On the final page of the court document, Dyer is said to have admitted his role in the beating deaths and provided his account about how it occurred. He told police that he and Gauthier, as well as Graffam and Vining, were driving around drinking beer when they drove out to Foss Road. They went there, Dyer is quoted as saying in the affidavit, to look for marijuana plants in the woods. It was there that the meeting turned violent, police said.

“Upon their arrival on the railroad tracks, Dyer stated that Gauthier struck Graffam and Vining in the head and body repeatedly with a baseball bat,” it says in the affidavit written by State Police Detective John R. Hainey. “Gauthier then gave the bat to Dyer, who struck Graffam and Vining more than once with the bat. Dyer then kicked Graffam and Vining in the head and torso.”

On the same page of the document, the only indication of motive appears:

“Dyer stated that Gauthier initially struck Graffam and Vining because of an earlier confrontation between Gauthier and Vining and the fact that Graffam spilled beer in Gauthier’s car,” Hainey wrote.

Dyer told police that he and Gauthier went to Wal-Mart to buy shovels. They buried the men in separate graves and, the following day, drove to Pownal to bury the bat and clothes.

Gauthier said little to police after he was arrested, according to the affidavit. In earlier interviews, he said he knew Graffam slightly because they had served time together in the county jail. Gauthier described Dyer as a good friend whom he saw every day, but told police he did not know Vining.

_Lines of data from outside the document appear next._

use std::sync::Mutex;
use std::time::{SystemTime, UNIX_EPOCH};

/// Source of wall-clock time in seconds since the UNIX epoch.
///
/// Button timestamps and image cache bookkeeping are expressed in these
/// seconds so that tests and simulators can drive time explicitly.
pub trait Clock: Send + Sync {
    fn now(&self) -> f64;
}

/// Clock backed by [`SystemTime`].
#[derive(Debug, Default, Clone, Copy)]
pub struct SystemClock;

impl Clock for SystemClock {
    fn now(&self) -> f64 {
        SystemTime::now()
            .duration_since(UNIX_EPOCH)
            .map(|d| d.as_secs_f64())
            .unwrap_or(0.0)
    }
}

/// Clock that only moves when told to.
#[derive(Debug, Default)]
pub struct ManualClock {
    now: Mutex<f64>,
}

impl ManualClock {
    pub fn new(start: f64) -> Self {
        Self {
            now: Mutex::new(start),
        }
    }

    pub fn set(&self, now: f64) {
        if let Ok(mut guard) = self.now.lock() {
            *guard = now;
        }
    }

    pub fn advance(&self, secs: f64) {
        if let Ok(mut guard) = self.now.lock() {
            *guard += secs;
        }
    }
}

impl Clock for ManualClock {
    fn now(&self) -> f64 {
        self.now.lock().map(|g| *g).unwrap_or(0.0)
    }
}
impl Buttons {
    pub fn new(hold_time: f64, clock: Arc<dyn Clock>) -> Self {
        let buttons = BUTTON_NAMES
            .iter()
            .map(|name| (*name, Button::new(hold_time, clock.clone())))
            .collect();
        Self { buttons, clock }
    }

    pub fn get(&self, name: &str) -> Option<&Button> {
        self.buttons
            .iter()
            .find(|(n, _)| n.eq_ignore_ascii_case(name))
            .map(|(_, b)| b)
    }

    pub fn by_index(&self, index: usize) -> Option<&Button> {
        self.buttons.get(index).map(|(_, b)| b)
    }

    pub fn left(&self) -> &Button {
        &self.buttons[0].1
    }

    pub fn midleft(&self) -> &Button {
        &self.buttons[1].1
    }

    pub fn midright(&self) -> &Button {
        &self.buttons[2].1
    }

    pub fn right(&self) -> &Button {
        &self.buttons[3].1
    }

    pub fn edge_sink(&self) -> EdgeSink {
        EdgeSink {
            queues: self.buttons.iter().map(|(_, b)| b.edge_queue()).collect(),
            clock: self.clock.clone(),
        }
    }

    /// Process queued edges and run callbacks for every button.
    pub fn poll(&self, now: f64) -> Result<()> {
        let mut first_err = None;
        for (name, button) in &self.buttons {
            button.process_events(now);
            if let Err(err) = button.run_callbacks() {
                tracing::debug!(button = *name, "button callback failed");
                first_err.get_or_insert(err);
            }
        }
        match first_err {
            Some(err) => Err(err),
            None => Ok(()),
        }
    }

    /// Register polling as a wait callback on `run_loop`.
    pub fn install(self: &Rc<Self>, run_loop: &RunLoop) {
        let buttons = Rc::clone(self);
        run_loop.add_wait_callback(move || buttons.poll(buttons.clock.now()));
    }
}

#[cfg(test)]
mod tests {
    use super::*;
    use crate::clock::ManualClock;
    use std::cell::Cell;

    fn kinds(machine: &ButtonStateMachine) -> Vec<ActionKind> {
        machine.actions().iter().map(|a| a.kind).collect()
    }

    #[test]
    fn short_cycle_is_a_press() {
        let mut m = ButtonStateMachine::default();
        m.add_event(ButtonState::Down, 1.0);
        m.add_event(ButtonState::Up, 1.5);
        m.process_events(2.0);
        assert_eq!(kinds(&m), vec![ActionKind::Down, ActionKind::Up, ActionKind::Press]);
    }

    #[test]
    fn long_cycle_is_a_hold_fired_before_up() {
        let mut m = ButtonStateMachine::default();
        m.add_event(ButtonState::Down, 1.0);
        m.add_event(ButtonState::Up, 3.0);
        m.process_events(3.1);
        assert_eq!(kinds(&m), vec![ActionKind::Down, ActionKind::Hold, ActionKind::Up]);
        assert_eq!(m.actions()[1].timestamp, 2.0);
    }

    #[test]
    fn exactly_hold_time_counts_as_hold() {
        let mut m = ButtonStateMachine::default();
        m.add_event(ButtonState::Down, 1.0);
        m.add_event(ButtonState::Up, 2.0);
        m.process_events(2.0);
        assert_eq!(kinds(&m), vec![ActionKind::Down, ActionKind::Hold, ActionKind::Up]);
    }

    #[test]
    fn threshold_boundary_yields_hold_without_press() {
        let mut m = ButtonStateMachine::default();
        m.add_event(ButtonState::Down, 0.13);
        m.add_event(ButtonState::Up, 1.13);
        m.process_events(2.0);
        assert_eq!(kinds(&m), vec![ActionKind::Down, ActionKind::Hold, ActionKind::Up]);
    }

    #[test]
    fn never_both_press_and_hold_for_one_cycle() {
        for i in 0..2_000 {
            let down = i as f64 * 0.01;
            for up in [down + 1.0, 0.01 * i as f64 + 1.0, down + 0.999_999, down + 1.000_001] {
                let mut m = ButtonStateMachine::default();
                m.add_event(ButtonState::Down, down);
                m.add_event(ButtonState::Up, up);
                m.process_events(up + 5.0);
                let k = kinds(&m);
                let presses = k.iter().filter(|a| **a == ActionKind::Press).count();
                let holds = k.iter().filter(|a| **a == ActionKind::Hold).count();
                assert_eq!(presses + holds, 1, "down={down} up={up} actions={k:?}");
            }
        }
    }

    #[test]
    fn hold_fires_incrementally_and_once() {
        let mut m = ButtonStateMachine::default();
        m.add_event(ButtonState::Down, 1.0);
        m.process_events(1.1);
        assert_eq!(kinds(&m), vec![ActionKind::Down]);

        m.process_events(2.1);
        assert_eq!(kinds(&m), vec![ActionKind::Down, ActionKind::Hold]);

        m.process_events(2.5);
        assert_eq!(kinds(&m), vec![ActionKind::Down, ActionKind::Hold]);

        m.add_event(ButtonState::Up, 3.0);
        m.process_events(3.1);
        assert_eq!(kinds(&m), vec![ActionKind::Down, ActionKind::Hold, ActionKind::Up]);
    }

    #[test]
    fn repeated_presses_are_independent() {
        let mut m = ButtonStateMachine::default();
        m.add_event(ButtonState::Down, 1.0);
        m.add_event(ButtonState::Up, 1.5);
        m.add_event(ButtonState::Down, 1.6);
        m.add_event(ButtonState::Up, 2.2);
        m.process_events(4.1);
        assert_eq!(
            kinds(&m),
            vec![
                ActionKind::Down,
                ActionKind::Up,
                ActionKind::Press,
                ActionKind::Down,
                ActionKind::Up,
                ActionKind::Press
            ]
        );
    }

    #[test]
    fn late_delivered_down_still_holds() {
        let mut m = ButtonStateMachine::default();
        m.process_events(10.0);
        m.add_event(ButtonState::Down, 8.0);
        m.process_events(10.5);
        assert_eq!(kinds(&m), vec![ActionKind::Down, ActionKind::Hold]);
    }

    #[test]
    fn parses_platform_states() {
        assert_eq!("down".parse::<ButtonState>().unwrap(), ButtonState::Down);
        assert_eq!(" UP ".parse::<ButtonState>().unwrap(), ButtonState::Up);
        assert!("sideways".parse::<ButtonState>().is_err());
    }

    #[test]
    fn run_callbacks_fires_per_action_and_clears() {
        let clock = Arc::new(ManualClock::new(0.0));
        let button = Button::new(DEFAULT_HOLD_TIME, clock);
        let presses = Rc::new(Cell::new(0));
        let downs = Rc::new(Cell::new(0));
        let p = presses.clone();
        button.on_press(move || {
            p.set(p.get() + 1);
            Ok(())
        });
        let d = downs.clone();
        button.on_down(move || {
            d.set(d.get() + 1);
            Ok(())
        });
        button.add_event(ButtonState::Down, Some(1.0));
        button.add_event(ButtonState::Up, Some(1.2));
        button.process_events(1.3);
        button.run_callbacks().unwrap();
        assert_eq!(presses.get(), 1);
        assert_eq!(downs.get(), 1);
        assert!(button.actions().is_empty());
    }

    #[test]
    fn add_event_without_timestamp_uses_clock() {
        let clock = Arc::new(ManualClock::new(42.0));
        let button = Button::new(DEFAULT_HOLD_TIME, clock);
        button.add_event(ButtonState::Down, None);
        button.process_events(42.0);
        assert_eq!(button.actions()[0].timestamp, 42.0);
    }
}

For investigators, a break in the case came when a Lewiston man reported seeing Graffam with Dyer and another man only known as Gary, after the three were released from jail in September. Police were able to find out Gauthier’s full identity through jail records.

At the hearing in 8th District Court on Friday, Gauthier’s friends and family members sat together on one side of the courtroom. Friends and family members of Vining and Graffam sat on the other. Outside the courtroom, Gauthier’s sisters spoke about the case.

“My brother is not a murderer,” said Jennifer Gauthier. “He’s innocent.”

“He doesn’t have a cold heart,” said Michell Gauthier. “He’s just a kid.”

Police, however, said they have plenty of evidence apart from Dyer’s confession. In addition to DNA evidence found on the items recovered in Pownal, investigators said evidence from beer cans found at the spot where Graffam was buried also points to Dyer and Gauthier as the killers.

It was the second time Gauthier, who has listed addresses in Lewiston, Auburn and Massachusetts in previous court cases, has been accused of using a baseball bat in an attack. In 2001, he was charged with aggravated assault for allegedly beating a man with a bat in Auburn. That charge was dropped, and Gauthier was convicted on two counts of simple assault and was given a suspended sentence.

Gauthier has also been arrested several times on burglary charges. Most recently, he was caught after breaking into Andover College in Lewiston in April 2004. Gauthier was captured minutes later and the stolen equipment recovered.

He was represented at Friday’s hearing by Lewiston lawyer Robert Ruffner. Dyer was represented by Ed Rabasco. The case will resume with a bail hearing to determine if there is probable cause to believe the two committed the slayings. No date was set.

Vining’s longtime girlfriend Alice Keene said she attended the hearing because she still wants to know the circumstances of her boyfriend’s death. Seeing Gauthier and Dyer in the courtroom for the first time, she said she did not recognize either of them.

“I don’t know them at all,” Keene said. “But seeing them made me think about it all over again. I just don’t want to think that Jim and John suffered. I just hope their deaths were quick.”